Most insurance policies require the insured to give the carrier notice of a claim “as soon as practical,” or words to that effect. For the past 24 years, in order to avoid denial of their claims, Connecticut has required policyholders to demonstrate that their insurance company was not prejudiced on the ground of late notice. The Connecticut Supreme Court recently reversed itself to the extent prior law allocated to the insured the burden of disproving prejudice. In so doing, Connecticut joins the vast majority of states that require carriers to prove prejudice as a result of late notice of claims in order to deny coverage on that ground.
Arrowood Indemnity Co. v. King, 304 Conn. 179 (2012) arose from an insured’s son towing a friend on a skateboard behind an all-terrain vehicle. The friend fell and was severely injured. The respective families continued to socialize and there was no mention of the commencement of litigation as a result of the incident.
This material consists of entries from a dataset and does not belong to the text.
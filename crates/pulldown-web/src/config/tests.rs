#[cfg(test)]
mod tests {
    use super::super::*;
    use pretty_assertions::assert_eq;
    use std::io::Write;

    #[test]
    fn test_empty_file_gives_defaults() {
        let config = Config::from_toml("").unwrap();
        assert_eq!(config.server.port, 8050);
        assert_eq!(config.data.path, "data/proteomics_lfc.csv.gz");
        assert_eq!(config.table.page_size, 10);
        assert_eq!(config.logging.level, "info");
        assert_eq!(config.string_db.species, 7227);
        assert_eq!(config.string_db.gene_limit, 550);
        assert!(config.source.is_none());
    }

    #[test]
    fn test_default_string_settings_match_client_defaults() {
        let settings = StringDbConfig::default().settings();
        assert_eq!(settings, StringDbSettings::default());
        assert_eq!(StringDbConfig::default().pause(), Duration::from_millis(500));
    }

    #[test]
    fn test_partial_sections() {
        let config = Config::from_toml(
            r#"
            [server]
            port = 9000

            [string_db]
            caller_identity = "pulldown-test"
            timeout_secs = 5
            "#,
        )
        .unwrap();

        assert_eq!(config.server.port, 9000);
        assert_eq!(config.server.host, "127.0.0.1");
        assert_eq!(config.bind_address(), "127.0.0.1:9000");

        let settings = config.string_db.settings();
        assert_eq!(settings.caller_identity, "pulldown-test");
        assert_eq!(settings.network_flavor, "confidence");
        assert_eq!(settings.timeout, Duration::from_secs(5));
    }

    #[test]
    fn test_zero_page_size_rejected() {
        let err = Config::from_toml("[table]\npage_size = 0\n").unwrap_err();
        assert!(err.to_string().contains("page_size"));
    }

    #[test]
    fn test_missing_file_gives_defaults() {
        let dir = tempfile::tempdir().unwrap();
        let config = Config::load_from(dir.path().join("absent.toml")).unwrap();
        assert!(config.source.is_none());
        assert_eq!(config.table.page_size, 10);
    }

    #[test]
    fn test_load_from_file_records_source() {
        let mut file = tempfile::NamedTempFile::new().unwrap();
        writeln!(file, "[data]\npath = \"fixtures/small.csv\"").unwrap();

        let config = Config::load_from(file.path()).unwrap();
        assert_eq!(config.data.path, "fixtures/small.csv");
        assert_eq!(config.source.as_deref(), Some(file.path()));
    }

    #[test]
    fn test_example_file_matches_defaults() {
        let config = Config::from_toml(include_str!("../../../../pulldown.example.toml")).unwrap();
        let defaults = Config::default();
        assert_eq!(config.server.port, defaults.server.port);
        assert_eq!(config.data.path, defaults.data.path);
        assert_eq!(config.string_db.settings(), defaults.string_db.settings());
        assert_eq!(config.string_db.gene_limit, defaults.string_db.gene_limit);
        assert_eq!(config.table.page_size, defaults.table.page_size);
    }
}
Nearly a year later, the insured got a not-so-friendly letter from the attorney representing the friend’s family informing them of a potential lawsuit. Then, and only then, did the insured’s family report the incident to their insurance company. The insurance company declined coverage, in part, on the basis of an untimely claim. Under preexisting law, in order to obtain coverage, the insured would have to prove that the carrier was not prejudiced by the delay.
The Connecticut Supreme Court used Arrowood as an opportunity to overrule its 1988 decision that allocated to the insured the burden of disproving prejudice to the insurance company. The Court had earlier opined that a strict litmus test of delayed notice (without regard to actual prejudice) would likely result in the forfeiture of insurance coverage. Now, post-Arrowood, the burden of proving prejudice from delay is on the insurer.
As a practical matter, it is the insurer that is best able to assess and prove any prejudicial effect of delay on its investigation of a claim or the mounting of a legal defense. The result should be better-informed trial court decisions on the existence or extent of prejudice to carriers from delayed notice. Connecticut policyholders are better off as a result as they are more likely to be able to access the insurance coverage for which they have over years paid premiums.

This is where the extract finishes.